%%

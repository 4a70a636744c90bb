//! The default eight-card configuration.
//!
//! Seven resources and eight cards: one free-running producer, four
//! single-input converters, two multi-input converters, and one passive
//! card. Tier 1 unlocks automation everywhere except the depot; tier 2
//! raises rates. The extractor is the starter card on a 4x5 grid.

use gridspire_core::config::{CardDef, ConfigBuilder, GameConfig, ManualYield, TierBenefit};
use gridspire_core::fixed::Fixed64;
use std::collections::BTreeMap;

fn fx(v: f64) -> Fixed64 {
    Fixed64::from_num(v)
}

fn auto(rate_multiplier: f64) -> TierBenefit {
    TierBenefit {
        automation: true,
        rate_multiplier: fx(rate_multiplier),
    }
}

fn passive() -> TierBenefit {
    TierBenefit {
        automation: false,
        rate_multiplier: fx(1.0),
    }
}

/// Build the default configuration.
pub fn default_config() -> GameConfig {
    let mut b = ConfigBuilder::new();

    let ore = b.register_resource("ore");
    let metal = b.register_resource("metal");
    let energy = b.register_resource("energy");
    let data = b.register_resource("data");
    let science = b.register_resource("science");
    let bloom = b.register_resource("bloom");
    let nanites = b.register_resource("nanites");

    // Free-running ore producer; the card the whole economy bootstraps from.
    b.register_card(CardDef {
        name: "extractor".into(),
        input_requirements: vec![],
        outputs: vec![ore],
        base_rate: fx(1.0),
        manual_yield: Some(ManualYield {
            consume: vec![],
            produce: vec![(ore, 1)],
        }),
        upgrade_costs: BTreeMap::from([
            (1, vec![(ore, 50)]),
            (
                2,
                vec![(ore, 500), (metal, 200), (energy, 100), (science, 50)],
            ),
        ]),
        tier_benefits: BTreeMap::from([(1, auto(1.0)), (2, auto(2.5))]),
    });

    // Energy -> data, with passive science as a secondary output. Only the
    // first output flows on the automated path.
    b.register_card(CardDef {
        name: "scanner".into(),
        input_requirements: vec![(energy, fx(1.0))],
        outputs: vec![data, science],
        base_rate: fx(0.3),
        manual_yield: Some(ManualYield {
            consume: vec![(energy, 5)],
            produce: vec![(data, 2)],
        }),
        upgrade_costs: BTreeMap::from([
            (1, vec![(ore, 120), (metal, 40), (energy, 25)]),
            (
                2,
                vec![
                    (ore, 1200),
                    (metal, 500),
                    (energy, 250),
                    (data, 100),
                    (science, 150),
                    (nanites, 50),
                ],
            ),
        ]),
        tier_benefits: BTreeMap::from([(1, auto(1.0)), (2, auto(2.67))]),
    });

    // Ore -> metal.
    b.register_card(CardDef {
        name: "smelter".into(),
        input_requirements: vec![(ore, fx(1.0))],
        outputs: vec![metal],
        base_rate: fx(0.4),
        manual_yield: Some(ManualYield {
            consume: vec![(ore, 5)],
            produce: vec![(metal, 2)],
        }),
        upgrade_costs: BTreeMap::from([
            (1, vec![(ore, 75), (metal, 20)]),
            (
                2,
                vec![
                    (ore, 750),
                    (metal, 300),
                    (energy, 150),
                    (data, 50),
                    (science, 75),
                ],
            ),
        ]),
        tier_benefits: BTreeMap::from([(1, auto(1.0)), (2, auto(2.5))]),
    });

    // Ore -> energy.
    b.register_card(CardDef {
        name: "reactor".into(),
        input_requirements: vec![(ore, fx(0.5))],
        outputs: vec![energy],
        base_rate: fx(0.8),
        manual_yield: Some(ManualYield {
            consume: vec![(ore, 2)],
            produce: vec![(energy, 5)],
        }),
        upgrade_costs: BTreeMap::from([
            (1, vec![(ore, 100), (metal, 30)]),
            (2, vec![(ore, 1000), (metal, 400), (energy, 200), (science, 100)]),
        ]),
        tier_benefits: BTreeMap::from([(1, auto(1.0)), (2, auto(2.5))]),
    });

    // Metal + energy -> nanites.
    b.register_card(CardDef {
        name: "fabricator".into(),
        input_requirements: vec![(metal, fx(0.5)), (energy, fx(0.3))],
        outputs: vec![nanites],
        base_rate: fx(0.15),
        manual_yield: Some(ManualYield {
            consume: vec![(metal, 3), (energy, 2)],
            produce: vec![(nanites, 1)],
        }),
        upgrade_costs: BTreeMap::from([
            (
                1,
                vec![
                    (ore, 250),
                    (metal, 100),
                    (energy, 60),
                    (data, 30),
                    (science, 20),
                    (bloom, 40),
                ],
            ),
            (
                2,
                vec![
                    (ore, 2500),
                    (metal, 1000),
                    (energy, 600),
                    (data, 300),
                    (science, 250),
                    (bloom, 400),
                    (nanites, 200),
                ],
            ),
        ]),
        tier_benefits: BTreeMap::from([(1, auto(1.0)), (2, auto(2.67))]),
    });

    // Energy -> bloom.
    b.register_card(CardDef {
        name: "cultivator".into(),
        input_requirements: vec![(energy, fx(1.0))],
        outputs: vec![bloom],
        base_rate: fx(0.3),
        manual_yield: Some(ManualYield {
            consume: vec![(energy, 5)],
            produce: vec![(bloom, 2)],
        }),
        upgrade_costs: BTreeMap::from([
            (1, vec![(ore, 180), (metal, 60), (energy, 40), (bloom, 30)]),
            (
                2,
                vec![
                    (ore, 1800),
                    (metal, 700),
                    (energy, 400),
                    (science, 150),
                    (bloom, 300),
                    (nanites, 100),
                ],
            ),
        ]),
        tier_benefits: BTreeMap::from([(1, auto(1.0)), (2, auto(2.67))]),
    });

    // Data + energy -> science. Tier 1 deliberately costs no science so the
    // research chain can bootstrap.
    b.register_card(CardDef {
        name: "lab".into(),
        input_requirements: vec![(data, fx(0.5)), (energy, fx(0.5))],
        outputs: vec![science],
        base_rate: fx(0.2),
        manual_yield: Some(ManualYield {
            consume: vec![(data, 3), (energy, 3)],
            produce: vec![(science, 1)],
        }),
        upgrade_costs: BTreeMap::from([
            (1, vec![(ore, 150), (metal, 50), (energy, 30), (data, 20)]),
            (
                2,
                vec![
                    (ore, 1500),
                    (metal, 600),
                    (energy, 300),
                    (data, 200),
                    (science, 200),
                    (nanites, 75),
                ],
            ),
        ]),
        tier_benefits: BTreeMap::from([(1, auto(1.0)), (2, auto(3.0))]),
    });

    // Passive storage card: no production, no manual action.
    b.register_card(CardDef {
        name: "depot".into(),
        input_requirements: vec![],
        outputs: vec![],
        base_rate: fx(0.0),
        manual_yield: None,
        upgrade_costs: BTreeMap::from([
            (1, vec![(ore, 200), (metal, 80), (energy, 50)]),
            (
                2,
                vec![
                    (ore, 2000),
                    (metal, 800),
                    (energy, 500),
                    (science, 200),
                    (nanites, 150),
                ],
            ),
        ]),
        tier_benefits: BTreeMap::from([(1, passive()), (2, passive())]),
    });

    b.set_grid(4, 5);
    b.set_starter_card("extractor")
        .expect("extractor registered above");
    b.build().expect("default configuration is well-formed")
}

#[cfg(test)]
mod tests {
    use super::*;

    #[test]
    fn default_config_builds() {
        let config = default_config();
        assert_eq!(config.resource_count(), 7);
        assert_eq!(config.card_count(), 8);
        assert_eq!(config.grid_rows(), 4);
        assert_eq!(config.grid_cols(), 5);
        assert_eq!(config.starter_card(), config.card_id("extractor").unwrap());
    }

    #[test]
    fn every_card_has_a_tier_one_upgrade() {
        let config = default_config();
        for id in config.card_ids() {
            let card = config.card(id).unwrap();
            assert!(
                card.upgrade_costs.contains_key(&1),
                "{} has no tier 1 cost",
                card.name
            );
            assert!(
                card.tier_benefits.contains_key(&1),
                "{} has no tier 1 benefit",
                card.name
            );
        }
    }

    #[test]
    fn only_depot_is_passive() {
        let config = default_config();
        for id in config.card_ids() {
            let card = config.card(id).unwrap();
            let automates = card.tier_benefits.values().any(|b| b.automation);
            if card.name == "depot" {
                assert!(!automates);
                assert!(card.manual_yield.is_none());
                assert!(card.outputs.is_empty());
            } else {
                assert!(automates, "{} never automates", card.name);
                assert!(card.manual_yield.is_some(), "{} has no manual yield", card.name);
            }
        }
    }

    #[test]
    fn producers_output_what_their_yield_produces() {
        let config = default_config();
        for id in config.card_ids() {
            let card = config.card(id).unwrap();
            let Some(yield_) = &card.manual_yield else {
                continue;
            };
            // The primary output is always among the manually produced
            // resources, so the two paths reveal the same resource.
            if let Some(primary) = card.outputs.first() {
                assert!(
                    yield_.produce.iter().any(|(r, _)| r == primary),
                    "{} manual yield skips its primary output",
                    card.name
                );
            }
        }
    }
}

%%

§ **Problem**:
Search the material above for the word "else", then copy out each line that has it.

§ **Answer to the exercise**:
            } else {
            let Some(yield_) = &card.manual_yield else {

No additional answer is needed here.